Y ni que hablar a fines de los 60, en pleno boom de la construcción en Rosario, más de un albañil aún la recordaría. Ana tenía unas piernas y unos pechos que a los muchachos de la esquina los enmudecía cuando pasaba directo a la parada del 15. Anita, ya Ana, cuando conoció las historias de las Susanas, las Marys, las Estelas, las Glorias, o incluso la de la flaca Analía que aún nos queda la esperanza de saber de su destino, quedó admirada por el compromiso asumido de esas chicas.

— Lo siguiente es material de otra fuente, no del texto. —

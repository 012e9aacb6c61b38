// Sync orchestrator: drives per-peer connect -> handshake -> getheaders
// loops, advances the header chain, and records peer reputation. The chain
// has a single writer at a time; this module is that writer for the
// duration of one sync() call.

use std::time::Duration;

use tracing::{debug, info, warn};

use crate::chain::checkpoint::{CHECKPOINT_HEIGHT, NUM_CHECKPOINT_HEADERS};
use crate::chain::{AppendOutcome, HeaderChain};
use crate::discovery;
use crate::protocol::{self, PeerConnection};
use crate::registry::PeerRegistry;
use crate::wire::codec::Command;
use crate::wire::messages::{self, ZERO_HASH};
use crate::wire::SERVICE_NETWORK;

const DISCOVERY_BUDGET: Duration = Duration::from_secs(15);
/// 1 initial attempt plus up to 3 retries with exponential backoff starting
/// at 1s; the peer is abandoned on the 4th failure.
const MAX_CONNECT_ATTEMPTS: u32 = 4;
const MAX_LOCATOR_DESCENT: usize = 10;
const MAX_HEADERS_PER_BATCH: usize = 2000;
const EXCLUSION_RATIO_RETHRESHOLD: f64 = 0.5;

#[derive(Debug, Clone, Copy)]
pub struct SyncOutcome {
    pub success: bool,
    pub network_height: Option<u32>,
}

struct ConnectSyncOutcome {
    was_error: bool,
    headers_received: bool,
    peer_height: Option<u32>,
}

struct ReceiveHeadersOutcome {
    has_valid_headers: bool,
    received_any_headers: bool,
}

pub async fn sync(chain: &mut HeaderChain, registry: &mut PeerRegistry, dns_seeds: &[String]) -> SyncOutcome {
    let mut candidates = match tokio::time::timeout(DISCOVERY_BUDGET, discovery::discover(dns_seeds, registry)).await {
        Ok(addrs) => addrs,
        Err(_) => {
            warn!("discovery exceeded its 15s budget; using persisted fallback peers");
            registry.fallback_peers()
        }
    };

    let total = candidates.len();
    let excluded = candidates.iter().filter(|a| registry.should_exclude(a)).count();
    let exclusion_ratio = if total == 0 { 0.0 } else { excluded as f64 / total as f64 };

    if exclusion_ratio >= EXCLUSION_RATIO_RETHRESHOLD {
        let refreshed = discovery::discover(dns_seeds, registry).await;
        for addr in &candidates {
            if !refreshed.contains(addr) {
                registry.reset_errors(addr);
            }
        }
        candidates = refreshed;
    } else if total > 0 && candidates.iter().all(|a| registry.should_exclude(a)) {
        registry.clear_all_errors();
    }

    let filtered: Vec<String> = candidates.into_iter().filter(|a| !registry.should_exclude(a)).collect();

    let mut max_network_height: Option<u32> = None;

    for addr in &filtered {
        let outcome = connect_and_sync(addr, chain, registry).await;

        if let Some(h) = outcome.peer_height {
            max_network_height = Some(max_network_height.map_or(h, |m| m.max(h)));
        }

        if !outcome.was_error && outcome.headers_received {
            registry.add(&[addr.clone()]);
            info!("sync succeeded via {addr}, tip now at {}", chain.tip_height());
            return SyncOutcome { success: true, network_height: max_network_height };
        }
    }

    SyncOutcome { success: false, network_height: max_network_height }
}

async fn connect_and_sync(addr: &str, chain: &mut HeaderChain, registry: &mut PeerRegistry) -> ConnectSyncOutcome {
    let mut backoff = Duration::from_secs(1);
    let mut established = None;

    for attempt in 0..MAX_CONNECT_ATTEMPTS {
        match PeerConnection::connect(addr).await {
            Ok(mut conn) => match protocol::perform_handshake(&mut conn, chain.tip_height()).await {
                Ok(hs) => {
                    established = Some((conn, hs));
                    break;
                }
                Err(e) => debug!("handshake attempt {attempt} with {addr} failed: {e}"),
            },
            Err(e) => debug!("connect attempt {attempt} to {addr} failed: {e}"),
        }

        if attempt + 1 < MAX_CONNECT_ATTEMPTS {
            tokio::time::sleep(backoff).await;
            backoff *= 2;
        }
    }

    let Some((mut conn, handshake)) = established else {
        registry.record_error(addr);
        return ConnectSyncOutcome { was_error: true, headers_received: false, peer_height: None };
    };

    if handshake.peer_services & SERVICE_NETWORK != 0 {
        registry.record_verified_full_node(addr);
    }

    if protocol::send_post_handshake_greeting(&mut conn).await.is_err() {
        registry.record_error(addr);
        return ConnectSyncOutcome { was_error: true, headers_received: false, peer_height: Some(handshake.peer_height) };
    }

    let start_height = chain.tip_height();
    let full_locator = chain.locator();
    let mut headers_received = false;

    'descent: for locator_index in 0..MAX_LOCATOR_DESCENT {
        let locator_to_send: Vec<[u8; 32]> = if locator_index == 0 {
            full_locator.clone()
        } else {
            match full_locator.get(locator_index) {
                Some(h) => vec![*h],
                None => break 'descent,
            }
        };

        if protocol::send_getheaders(&mut conn, &locator_to_send).await.is_err() {
            registry.record_error(addr);
            return ConnectSyncOutcome { was_error: true, headers_received, peer_height: Some(handshake.peer_height) };
        }

        match receive_headers_loop(&mut conn, chain).await {
            Ok(result) => {
                if result.has_valid_headers {
                    headers_received = true;
                    break 'descent;
                } else if result.received_any_headers {
                    // Peer has nothing newer than what we already hold.
                    break 'descent;
                }
                // notfound -> retry with the next, progressively older locator hash.
            }
            Err(e) => {
                debug!("header read with {addr} failed: {e}");
                registry.record_error(addr);
                return ConnectSyncOutcome { was_error: true, headers_received, peer_height: Some(handshake.peer_height) };
            }
        }
    }

    // One-shot workaround for peers that have pruned headers older than our
    // checkpoint: if we're still sitting exactly at the checkpoint tip, got
    // nothing, and didn't already send a zero locator, try once more with one.
    if start_height == CHECKPOINT_HEIGHT + NUM_CHECKPOINT_HEADERS - 1
        && !headers_received
        && full_locator.first() != Some(&ZERO_HASH)
    {
        if protocol::send_getheaders(&mut conn, &[]).await.is_ok() {
            if let Ok(result) = receive_headers_loop(&mut conn, chain).await {
                if result.has_valid_headers {
                    headers_received = true;
                }
            }
        }
    }

    ConnectSyncOutcome { was_error: false, headers_received, peer_height: Some(handshake.peer_height) }
}

/// Reads messages until a `headers` batch is classified or `notfound`
/// arrives. `ping` is answered; `pong`/`inv`/`addr` are swallowed.
async fn receive_headers_loop(
    conn: &mut PeerConnection,
    chain: &mut HeaderChain,
) -> Result<ReceiveHeadersOutcome, crate::error::HandshakeError> {
    let mut already_reissued_for_stale_batch = false;

    loop {
        let frame = protocol::recv_frame(conn).await?;
        if protocol::absorb_background_traffic(conn, &frame).await? {
            continue;
        }

        match frame.command {
            Command::HEADERS => {
                let batch = messages::decode_headers(&frame.payload)
                    .map_err(|e| crate::error::HandshakeError::Codec(e))?;
                if batch.is_empty() {
                    return Ok(ReceiveHeadersOutcome { has_valid_headers: false, received_any_headers: false });
                }

                let hashes = compute_hashes_parallel(batch.clone()).await;
                let mut accepted = 0usize;
                for (header, hash) in batch.iter().zip(hashes.iter()) {
                    if chain.try_append(*header, *hash) == AppendOutcome::Accepted {
                        accepted += 1;
                    }
                }

                if batch.len() == MAX_HEADERS_PER_BATCH {
                    let last_hash = *hashes.last().unwrap();
                    protocol::send_getheaders(conn, &[last_hash]).await?;
                    continue;
                }

                if accepted == 0 && !already_reissued_for_stale_batch {
                    already_reissued_for_stale_batch = true;
                    let last_hash = *hashes.last().unwrap();
                    protocol::send_getheaders(conn, &[last_hash]).await?;
                    continue;
                }

                return Ok(ReceiveHeadersOutcome {
                    has_valid_headers: accepted > 0,
                    received_any_headers: true,
                });
            }
            Command::NOTFOUND => {
                return Ok(ReceiveHeadersOutcome { has_valid_headers: false, received_any_headers: false });
            }
            other => {
                debug!("ignoring unexpected {other:?} while waiting on headers");
            }
        }
    }
}

/// Hashing 2000 headers per batch is CPU-bound; fan it out across the CPU
/// dispatcher and join before handing the pairs to the (single-writer)
/// chain.
async fn compute_hashes_parallel(headers: Vec<crate::wire::messages::BlockHeader>) -> Vec<[u8; 32]> {
    const CHUNK_SIZE: usize = 256;
    let chunks: Vec<Vec<_>> = headers.chunks(CHUNK_SIZE).map(|c| c.to_vec()).collect();

    let tasks: Vec<_> = chunks
        .into_iter()
        .map(|chunk| tokio::task::spawn_blocking(move || chunk.iter().map(|h| h.hash()).collect::<Vec<_>>()))
        .collect();

    let results = futures::future::join_all(tasks).await;
    results.into_iter().flat_map(|r| r.unwrap_or_default()).collect()
}

#[cfg(test)]
mod tests {
    use super::*;
    use crate::wire::codec::Frame;
    use crate::wire::messages::BlockHeader;
    use tokio::net::{TcpListener, TcpStream};

    fn header_after(prev: [u8; 32], nonce: u64) -> BlockHeader {
        BlockHeader {
            version: 1,
            prev_hash: prev,
            name_root: [nonce as u8; 32],
            extra_root: [0u8; 32],
            mask_hash: [0u8; 32],
            time: 1_900_000_000,
            bits: 0x1d00ffff,
            nonce,
            extra_nonce: [0u8; 84],
        }
    }

    #[tokio::test]
    async fn receive_headers_loop_accepts_batch_under_2000() {
        let listener = TcpListener::bind("127.0.0.1:0").await.unwrap();
        let addr = listener.local_addr().unwrap();

        let mut chain = HeaderChain::init_from_checkpoint();
        let tip_hash = chain.tip_hash();
        let h1 = header_after(tip_hash, 1);
        let h2 = header_after(h1.hash(), 2);
        let batch = vec![h1, h2];

        let server = tokio::spawn(async move {
            let (socket, _) = listener.accept().await.unwrap();
            let mut socket = socket;
            let frame = Frame::new(Command::HEADERS, messages::encode_headers(&batch));
            frame.write_to(&mut socket).await.unwrap();
        });

        let client = TcpStream::connect(addr).await.unwrap();
        let mut conn = test_conn(client, addr.to_string());
        let result = receive_headers_loop(&mut conn, &mut chain).await.unwrap();
        assert!(result.has_valid_headers);
        assert!(result.received_any_headers);
        assert_eq!(chain.tip_height(), CHECKPOINT_HEIGHT + NUM_CHECKPOINT_HEADERS - 1 + 2);
        server.await.unwrap();
    }

    #[tokio::test]
    async fn receive_headers_loop_returns_notfound() {
        let listener = TcpListener::bind("127.0.0.1:0").await.unwrap();
        let addr = listener.local_addr().unwrap();
        let mut chain = HeaderChain::init_from_checkpoint();

        let server = tokio::spawn(async move {
            let (mut socket, _) = listener.accept().await.unwrap();
            Frame::empty(Command::NOTFOUND).write_to(&mut socket).await.unwrap();
        });

        let client = TcpStream::connect(addr).await.unwrap();
        let mut conn = test_conn(client, addr.to_string());
        let result = receive_headers_loop(&mut conn, &mut chain).await.unwrap();
        assert!(!result.has_valid_headers);
        assert!(!result.received_any_headers);
        server.await.unwrap();
    }

    // Test-only constructor: production code only builds PeerConnection via
    // PeerConnection::connect, which also configures the socket.
    fn test_conn(stream: TcpStream, addr: String) -> PeerConnection {
        PeerConnection::from_parts(addr, stream)
    }
}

Ana, que sabía defender el monedero, hubiese comprendido que a la inflación –cuando quieren combatirla– una de las soluciones que se proponen es que se achique el poder de éste. A Ana, de haberla visto García Márquez saliendo del cañaveral del segundo puente de la vía honda, nos la hubiese robado para su Macondo. Hoy, a Ana la disfrutaríamos con una prolongada juventud. Pero Ana, para Macri, de haberla visto pasar, sólo sería un lindo culo. (Publicada en el eslabón nº140)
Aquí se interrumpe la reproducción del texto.